### PROBLEM STATEMENT
Look through the listing below, and wherever a line has the string "stored", pull it out.

### PROVIDED INFORMATION
----
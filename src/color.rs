//! Color facade
//!
//! [`Color`] wraps exactly one [`Rgb`] value. Every accepted input
//! representation (string literal, `Rgb`, `Hsl`, `Hsv`, integer triple)
//! normalizes to RGB at construction, and every other representation is
//! a view computed on demand. All manipulations are pure: they return a
//! new `Color` and never mutate in place.

use std::fmt;
use std::str::FromStr;

use crate::error::ColorError;
use crate::model::{Hsl, Hsv, Rgb};
use crate::parse;

/// The closed set of constructor inputs.
///
/// [`Color::new`] matches exhaustively over this sum type; a shape
/// outside the set is unrepresentable, so the only fallible arm is text.
#[derive(Debug, Clone, Copy)]
pub enum ColorInput<'a> {
    /// A color literal: hex, `rgb()`/`rgba()`, `hsl()`/`hsla()`, or a
    /// named color.
    Text(&'a str),
    /// An RGB value, used as-is.
    Rgb(Rgb),
    /// An HSL value, converted to RGB.
    Hsl(Hsl),
    /// An HSV value, converted to RGB.
    Hsv(Hsv),
    /// A bare integer triple, clamped like [`Rgb::new`].
    Triple(i32, i32, i32),
}

impl<'a> From<&'a str> for ColorInput<'a> {
    fn from(s: &'a str) -> Self {
        Self::Text(s)
    }
}

impl From<Rgb> for ColorInput<'_> {
    fn from(rgb: Rgb) -> Self {
        Self::Rgb(rgb)
    }
}

impl From<Hsl> for ColorInput<'_> {
    fn from(hsl: Hsl) -> Self {
        Self::Hsl(hsl)
    }
}

impl From<Hsv> for ColorInput<'_> {
    fn from(hsv: Hsv) -> Self {
        Self::Hsv(hsv)
    }
}

impl From<(i32, i32, i32)> for ColorInput<'_> {
    fn from((r, g, b): (i32, i32, i32)) -> Self {
        Self::Triple(r, g, b)
    }
}

/// A color, normalized to RGB.
///
/// # Example
///
/// ```
/// use colorkit::Color;
///
/// let coral = Color::new("#ff6b6b")?;
/// assert_eq!(coral.lighten(20).hex(), "#fecccc");
/// assert_eq!(coral.complement().hex(), "#65feff");
/// # Ok::<(), colorkit::ColorError>(())
/// ```
#[derive(Debug, Clone, Copy, PartialEq, Eq, Hash)]
pub struct Color {
    rgb: Rgb,
}

impl Color {
    /// Conventional step for [`lighten`](Self::lighten) /
    /// [`darken`](Self::darken) / [`saturate`](Self::saturate) /
    /// [`desaturate`](Self::desaturate) when a caller has no opinion.
    pub const DEFAULT_ADJUSTMENT: i32 = 10;

    /// Conventional even-mix ratio for [`blend`](Self::blend).
    pub const DEFAULT_BLEND_RATIO: f64 = 0.5;

    /// Construct a color from any accepted input representation.
    ///
    /// Only the text arm can fail; the direct value arms always succeed
    /// because their types already carry the range invariants.
    ///
    /// # Errors
    ///
    /// [`ColorError`] when a text input matches no recognized grammar.
    pub fn new<'a>(input: impl Into<ColorInput<'a>>) -> Result<Self, ColorError> {
        match input.into() {
            ColorInput::Text(s) => parse::parse(s).map(|rgb| Self { rgb }),
            ColorInput::Rgb(rgb) => Ok(Self { rgb }),
            ColorInput::Hsl(hsl) => Ok(Self { rgb: hsl.to_rgb() }),
            ColorInput::Hsv(hsv) => Ok(Self { rgb: hsv.to_rgb() }),
            ColorInput::Triple(r, g, b) => Ok(Self { rgb: Rgb::new(r, g, b) }),
        }
    }

    /// The underlying RGB value.
    #[inline]
    pub fn rgb(self) -> Rgb {
        self.rgb
    }

    /// Lowercase hex literal, `#rrggbb`.
    pub fn hex(self) -> String {
        self.rgb.to_hex()
    }

    /// HSL view (computed, not stored).
    pub fn hsl(self) -> Hsl {
        self.rgb.to_hsl()
    }

    /// HSV view (computed, not stored).
    pub fn hsv(self) -> Hsv {
        self.rgb.to_hsv()
    }

    /// Raise HSL lightness by `amount` percent, clamped at 100.
    ///
    /// Routes through HSL, so a zero `amount` is identity only modulo
    /// the usual truncation drift.
    pub fn lighten(self, amount: i32) -> Self {
        let hsl = self.hsl();
        Self::from(Hsl::new(
            i32::from(hsl.h()),
            i32::from(hsl.s()),
            i32::from(hsl.l()) + amount,
        ))
    }

    /// Lower HSL lightness by `amount` percent, clamped at 0.
    pub fn darken(self, amount: i32) -> Self {
        self.lighten(-amount)
    }

    /// Raise HSL saturation by `amount` percent, clamped at 100.
    pub fn saturate(self, amount: i32) -> Self {
        let hsl = self.hsl();
        Self::from(Hsl::new(
            i32::from(hsl.h()),
            i32::from(hsl.s()) + amount,
            i32::from(hsl.l()),
        ))
    }

    /// Lower HSL saturation by `amount` percent, clamped at 0.
    pub fn desaturate(self, amount: i32) -> Self {
        self.saturate(-amount)
    }

    /// Channel-wise negative: each channel becomes `255 - value`.
    pub fn invert(self) -> Self {
        Self::from(Rgb::from_u8(
            255 - self.rgb.r,
            255 - self.rgb.g,
            255 - self.rgb.b,
        ))
    }

    /// Replace all channels with the truncated luminance.
    pub fn grayscale(self) -> Self {
        let gray = (self.rgb.luminance() * 255.0) as i32;
        Self::from(Rgb::new(gray, gray, gray))
    }

    /// Rotate hue by 180 degrees.
    pub fn complement(self) -> Self {
        let hsl = self.hsl();
        Self::from(Hsl::new(
            i32::from(hsl.h()) + 180,
            i32::from(hsl.s()),
            i32::from(hsl.l()),
        ))
    }

    /// Per-channel linear interpolation toward `other`.
    ///
    /// `ratio` 0.0 keeps `self`, 1.0 yields `other`. The ratio is
    /// deliberately not validated: extrapolation outside `0..=1` is
    /// allowed, and the channel clamp at RGB construction absorbs any
    /// out-of-range result.
    pub fn blend(self, other: Self, ratio: f64) -> Self {
        let lerp =
            |a: u8, b: u8| (f64::from(a) * (1.0 - ratio) + f64::from(b) * ratio) as i32;
        Self::from(Rgb::new(
            lerp(self.rgb.r, other.rgb.r),
            lerp(self.rgb.g, other.rgb.g),
            lerp(self.rgb.b, other.rgb.b),
        ))
    }

    /// WCAG-style contrast ratio between the two colors' luminances:
    /// `(lighter + 0.05) / (darker + 0.05)`. Ranges from 1.0 (identical)
    /// to 21.0 (black on white). Symmetric in its arguments.
    pub fn contrast_ratio(self, other: Self) -> f64 {
        let l1 = self.rgb.luminance() + 0.05;
        let l2 = other.rgb.luminance() + 0.05;
        l1.max(l2) / l1.min(l2)
    }

    /// True when luminance exceeds 0.5.
    #[inline]
    pub fn is_light(self) -> bool {
        self.rgb.is_light()
    }

    /// True when luminance is at most 0.5.
    #[inline]
    pub fn is_dark(self) -> bool {
        self.rgb.is_dark()
    }
}

impl From<Rgb> for Color {
    fn from(rgb: Rgb) -> Self {
        Self { rgb }
    }
}

impl From<Hsl> for Color {
    fn from(hsl: Hsl) -> Self {
        Self { rgb: hsl.to_rgb() }
    }
}

impl From<Hsv> for Color {
    fn from(hsv: Hsv) -> Self {
        Self { rgb: hsv.to_rgb() }
    }
}

impl From<(i32, i32, i32)> for Color {
    fn from((r, g, b): (i32, i32, i32)) -> Self {
        Self { rgb: Rgb::new(r, g, b) }
    }
}

impl FromStr for Color {
    type Err = ColorError;

    fn from_str(s: &str) -> Result<Self, Self::Err> {
        parse::parse(s).map(|rgb| Self { rgb })
    }
}

impl fmt::Display for Color {
    fn fmt(&self, f: &mut fmt::Formatter<'_>) -> fmt::Result {
        write!(f, "{}", self.rgb)
    }
}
----
### EXERCISE RESULT
    /// HSL view (computed, not stored).
    /// HSV view (computed, not stored).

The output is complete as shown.